Wednesday, January 30, 2013

I Want My Mummy!


Tutankhamun, who died sometime around 1324 BC probably at age 19, was the boy Pharaoh of ancient Egypt
Click here (BritishMuseum) for an informative tour of mummification rites and techniques in Ancient Egypt...

How magical vs. medical vs. religious were rites like this? Can we make any meaningful distinctions?

7 comments:

YemYem said...

These rites were religious becuase it was a ritual that this particular group did for their loved ones. Medicaly speaking, this makes sense because the mummification process is much like what we do tday to get ready for an open casket funeral, it the best way to prevent decay. With the writtings and spells left the deceased, there is a magical element there.

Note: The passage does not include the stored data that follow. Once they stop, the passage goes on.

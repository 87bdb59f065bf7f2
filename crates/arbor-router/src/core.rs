//! Core Router Implementation.
//!
//! A [`Router`] is an ordered route table plus a [`LocationSource`]. The
//! router is handed to the view tree through the [`ROUTER`] context slot so
//! that [`RouterOutlet`](crate::RouterOutlet) and [`Link`](crate::Link) can
//! find it without it being passed through every component.

use crate::error::{Result, RouterError};
use crate::history::{HistoryState, LocationListener, LocationSource, MemoryHistory, NavigationType};
use crate::pattern::{PathPattern, RouteParams};
use arbor_core::{ContextSlot, IntoView, View};
use std::collections::HashMap;
use std::rc::Rc;
use std::sync::LazyLock;

/// Context slot carrying the router of the enclosing tree.
pub static ROUTER: LazyLock<ContextSlot<Rc<Router>>> = LazyLock::new(|| ContextSlot::new("Router"));

/// Context slot carrying the parameters of the matched route.
pub static ROUTE_PARAMS: LazyLock<ContextSlot<RouteParams>> =
	LazyLock::new(|| ContextSlot::with_default("RouteParams", RouteParams::new));

type ViewFactory = Rc<dyn Fn() -> View>;

/// A matched route with extracted parameters.
#[derive(Debug, Clone)]
pub struct RouteMatch {
	/// The matched route.
	pub route: Route,
	/// Extracted path parameters.
	pub params: RouteParams,
}

/// A single route definition.
#[derive(Clone)]
pub struct Route {
	pattern: PathPattern,
	name: Option<String>,
	component: ViewFactory,
}

impl std::fmt::Debug for Route {
	fn fmt(&self, f: &mut std::fmt::Formatter<'_>) -> std::fmt::Result {
		f.debug_struct("Route")
			.field("pattern", &self.pattern)
			.field("name", &self.name)
			.finish()
	}
}

impl Route {
	/// Creates a new route.
	pub fn new<F>(pattern: &str, component: F) -> Self
	where
		F: Fn() -> View + 'static,
	{
		Self {
			pattern: PathPattern::new(pattern),
			name: None,
			component: Rc::new(component),
		}
	}

	/// Creates a named route.
	pub fn named<F>(name: impl Into<String>, pattern: &str, component: F) -> Self
	where
		F: Fn() -> View + 'static,
	{
		Self {
			name: Some(name.into()),
			..Self::new(pattern, component)
		}
	}

	/// Returns the route name.
	pub fn name(&self) -> Option<&str> {
		self.name.as_deref()
	}

	/// Returns the pattern.
	pub fn pattern(&self) -> &PathPattern {
		&self.pattern
	}

	/// Renders the route's view.
	pub fn render(&self) -> View {
		(self.component)()
	}
}

/// The main router.
pub struct Router {
	routes: Vec<Route>,
	named_routes: HashMap<String, usize>,
	not_found: Option<ViewFactory>,
	location: Rc<dyn LocationSource>,
}

impl std::fmt::Debug for Router {
	fn fmt(&self, f: &mut std::fmt::Formatter<'_>) -> std::fmt::Result {
		f.debug_struct("Router")
			.field("routes", &self.routes)
			.field("has_not_found", &self.not_found.is_some())
			.field("location", &self.location.current_location())
			.finish()
	}
}

impl Default for Router {
	fn default() -> Self {
		Self::new()
	}
}

impl Router {
	/// Creates a router over an in-memory history starting at `/`.
	pub fn new() -> Self {
		Self::with_location(Rc::new(MemoryHistory::default()))
	}

	/// Creates a router over `location`.
	pub fn with_location(location: Rc<dyn LocationSource>) -> Self {
		Self {
			routes: Vec::new(),
			named_routes: HashMap::new(),
			not_found: None,
			location,
		}
	}

	/// Adds a route to the router.
	pub fn route<F>(mut self, pattern: &str, component: F) -> Self
	where
		F: Fn() -> View + 'static,
	{
		self.routes.push(Route::new(pattern, component));
		self
	}

	/// Adds a named route to the router.
	pub fn named_route<F>(mut self, name: &str, pattern: &str, component: F) -> Self
	where
		F: Fn() -> View + 'static,
	{
		self.named_routes.insert(name.to_string(), self.routes.len());
		self.routes.push(Route::named(name, pattern, component));
		self
	}

	/// Sets the view rendered when no route matches.
	pub fn not_found<F>(mut self, component: F) -> Self
	where
		F: Fn() -> View + 'static,
	{
		self.not_found = Some(Rc::new(component));
		self
	}

	/// Returns the registered routes in match order.
	pub fn routes(&self) -> &[Route] {
		&self.routes
	}

	/// Returns the number of registered routes.
	pub fn route_count(&self) -> usize {
		self.routes.len()
	}

	/// Checks if a route name exists.
	pub fn has_route(&self, name: &str) -> bool {
		self.named_routes.contains_key(name)
	}

	/// Returns whether a not-found view is registered.
	pub fn has_not_found(&self) -> bool {
		self.not_found.is_some()
	}

	/// Returns the current location.
	pub fn current_location(&self) -> String {
		self.location.current_location()
	}

	/// Matches a path against registered routes, first match wins.
	pub fn match_path(&self, path: &str) -> Option<RouteMatch> {
		self.routes.iter().find_map(|route| {
			route.pattern.matches(path).map(|params| RouteMatch {
				route: route.clone(),
				params,
			})
		})
	}

	/// Returns the view for `path`.
	///
	/// The matched route's view is wrapped in a component keyed by the route
	/// pattern, so switching routes resets the state of the routed subtree
	/// while parameter changes within one route keep it. Route parameters are
	/// provided through [`ROUTE_PARAMS`].
	///
	/// # Errors
	///
	/// [`RouterError::NoRouteMatch`] if nothing matches and no not-found view
	/// is registered.
	pub fn resolve(&self, path: &str) -> Result<View> {
		if let Some(route_match) = self.match_path(path) {
			let component = route_match.route.component.clone();
			let routed = View::component("Route", move |_| Ok(component())).keyed(route_match.route.pattern.as_str());
			return Ok(ROUTE_PARAMS.provide(route_match.params, [routed]));
		}

		match &self.not_found {
			Some(not_found) => {
				tracing::warn!(path, "no route matched, rendering fallback");
				let component = not_found.clone();
				Ok(View::component("NotFound", move |_| Ok(component())))
			}
			None => Err(RouterError::NoRouteMatch(path.to_string())),
		}
	}

	/// Resolves the current location.
	pub fn render_current(&self) -> Result<View> {
		self.resolve(&self.current_location())
	}

	/// Navigates to a path, pushing a history entry.
	pub fn navigate(&self, path: &str) -> Result<()> {
		self.push(path)
	}

	/// Navigates to a path, pushing a history entry.
	pub fn push(&self, path: &str) -> Result<()> {
		self.go(path, NavigationType::Push)
	}

	/// Navigates to a path, replacing the current history entry.
	pub fn replace(&self, path: &str) -> Result<()> {
		self.go(path, NavigationType::Replace)
	}

	/// Moves one history entry back.
	pub fn back(&self) -> bool {
		self.location.back()
	}

	/// Moves one history entry forward.
	pub fn forward(&self) -> bool {
		self.location.forward()
	}

	fn go(&self, path: &str, navigation: NavigationType) -> Result<()> {
		let route_match = self.match_path(path);
		if route_match.is_none() && self.not_found.is_none() {
			return Err(RouterError::NoRouteMatch(path.to_string()));
		}

		let route_name = route_match.as_ref().and_then(|m| m.route.name());
		tracing::debug!(path, ?navigation, route = ?route_name, "navigating");
		let state = HistoryState::new(path).with_route_name(route_name);
		self.location
			.set_location(state, navigation)
			.map_err(RouterError::NavigationFailed)
	}

	/// Generates a path by route name with parameters.
	pub fn reverse(&self, name: &str, params: &[(&str, &str)]) -> Result<String> {
		let index = self
			.named_routes
			.get(name)
			.ok_or_else(|| RouterError::InvalidRouteName(name.to_string()))?;

		let params: RouteParams = params
			.iter()
			.map(|(k, v)| (k.to_string(), v.to_string()))
			.collect();

		self.routes[*index]
			.pattern
			.reverse(&params)
			.map_err(|param| RouterError::MissingParameter {
				route: name.to_string(),
				param,
			})
	}

	/// Registers a listener for location changes.
	pub fn subscribe<F>(&self, listener: F)
	where
		F: Fn(&HistoryState, NavigationType) -> bool + 'static,
	{
		let listener: LocationListener = Box::new(listener);
		self.location.subscribe(listener);
	}

	/// Makes `router` available to `children` through [`ROUTER`].
	pub fn provide(router: &Rc<Self>, children: impl IntoIterator<Item = impl IntoView>) -> View {
		ROUTER.provide(router.clone(), children)
	}
}

#[cfg(test)]
mod tests {
	use super::*;
	use rstest::rstest;

	fn home_view() -> View {
		View::text("Home")
	}

	fn user_view() -> View {
		View::text("User")
	}

	#[rstest]
	fn test_route_named() {
		let route = Route::named("home", "/", home_view);
		assert_eq!(route.name(), Some("home"));
		assert_eq!(route.pattern().as_str(), "/");
	}

	#[rstest]
	fn test_router_match_first_wins() {
		let router = Router::new()
			.route("/users/{id}/", user_view)
			.route("/users/me/", home_view);

		let route_match = router.match_path("/users/me/").unwrap();
		assert_eq!(route_match.route.pattern().as_str(), "/users/{id}/");
		assert_eq!(route_match.params["id"], "me");
	}

	#[rstest]
	fn test_router_reverse() {
		let router = Router::new()
			.named_route("home", "/", home_view)
			.named_route("user_detail", "/users/{id}/", user_view);

		assert_eq!(router.reverse("home", &[]).unwrap(), "/");
		assert_eq!(router.reverse("user_detail", &[("id", "42")]).unwrap(), "/users/42/");
		assert_eq!(
			router.reverse("user_detail", &[]),
			Err(RouterError::MissingParameter {
				route: "user_detail".into(),
				param: "id".into()
			})
		);
		assert!(matches!(router.reverse("nope", &[]), Err(RouterError::InvalidRouteName(_))));
	}

	#[rstest]
	fn test_navigate_unmatched_without_fallback_keeps_location() {
		let router = Router::new().route("/", home_view);
		assert_eq!(
			router.navigate("/missing"),
			Err(RouterError::NoRouteMatch("/missing".into()))
		);
		assert_eq!(router.current_location(), "/");
	}

	#[rstest]
	fn test_navigate_unmatched_with_fallback() {
		let router = Router::new().route("/", home_view).not_found(|| View::text("404"));
		router.navigate("/missing").unwrap();
		assert_eq!(router.current_location(), "/missing");
		assert!(router.render_current().is_ok());
	}

	#[rstest]
	fn test_resolve_without_fallback_fails() {
		let router = Router::new();
		assert_eq!(
			router.resolve("/").unwrap_err(),
			RouterError::NoRouteMatch("/".into())
		);
	}

	#[rstest]
	fn test_replace_and_back() {
		let history = MemoryHistory::shared("/");
		let router = Router::with_location(history.clone())
			.route("/", home_view)
			.route("/a", home_view)
			.route("/b", home_view);

		router.push("/a").unwrap();
		router.replace("/b").unwrap();
		assert_eq!(history.len(), 2);
		assert!(router.back());
		assert_eq!(router.current_location(), "/");
		assert!(router.forward());
		assert_eq!(router.current_location(), "/b");
	}
}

It is very hard to determin what is what though. In their society and culture the mummified the bodies to prepare them for the afterlife, in our society we do close to the same thing but for our own veiwing pleasure. A large part of our society prays for our loved ones that died to help them find peace, how is that any different then the Egyptians praying for protection during this process.

Emily Peterson-Wood

Anonymous said...

The rites that were performed on the mummies with ritualistic, with hope of magical properties to follow the deceased in the afterlife. It just happens to be very convenient that Egypt was in a dry area which I think helped aid in the preservation of the deceased anyways.

-Taylor E.

Dr. Paul Korchin said...

I'm fascinated by the multi-faceted 'anthropology' that is betokened by Egyptian mummification rituals: we have khat (material-body), sahu (spirit-body), ka (vital essence, spiritual-double), and ba (physical–psychic identity), among other aspects, all aiming to reunite in Sekhet Aaru as an akh (‘effective/shining one’). Nothing, it seems, gets left behind!

pdk

Anonymous said...

I'm tempted to speculate that mummification originated as a way to keep the living safe from the disease that came with proximity to a decaying corpse, but It also seems like the first mummifications were a more religious ritual. This isn't to say that the intention was to appeal to any god necessarily, but that it was a form of reverence to the dead families once held dear.
-Devon Naudé

Anonymous said...

It really is a mix of all of them. The internal organs are put in jars that are watched over by gods. Spells are said to help ward off evil spirits and they developed a way to preserve dead bodies over time. All three, religion, science, and magic, are used during the process.

Tazheem Rubio

Anonymous said...

I would say that these rites were strictly religious. The cleansing of the body, the wrapping of the body, surrounding of spells...etc. All these activities have one common goal- to bring that person safely to the underworld and hopefully to the field of reeds. I know we tend to separate the magical from the religious but, in this case you cannot have one without the other. Spells and magic were how the Egyptians and their religious Gods communicated and dealt with each other.

Deirdre Adams

Anonymous said...

I would say that it has elements of all three, the process of mumification is very medical in nature, what they do with the organs and other rites could be magic, and the over all process is religous.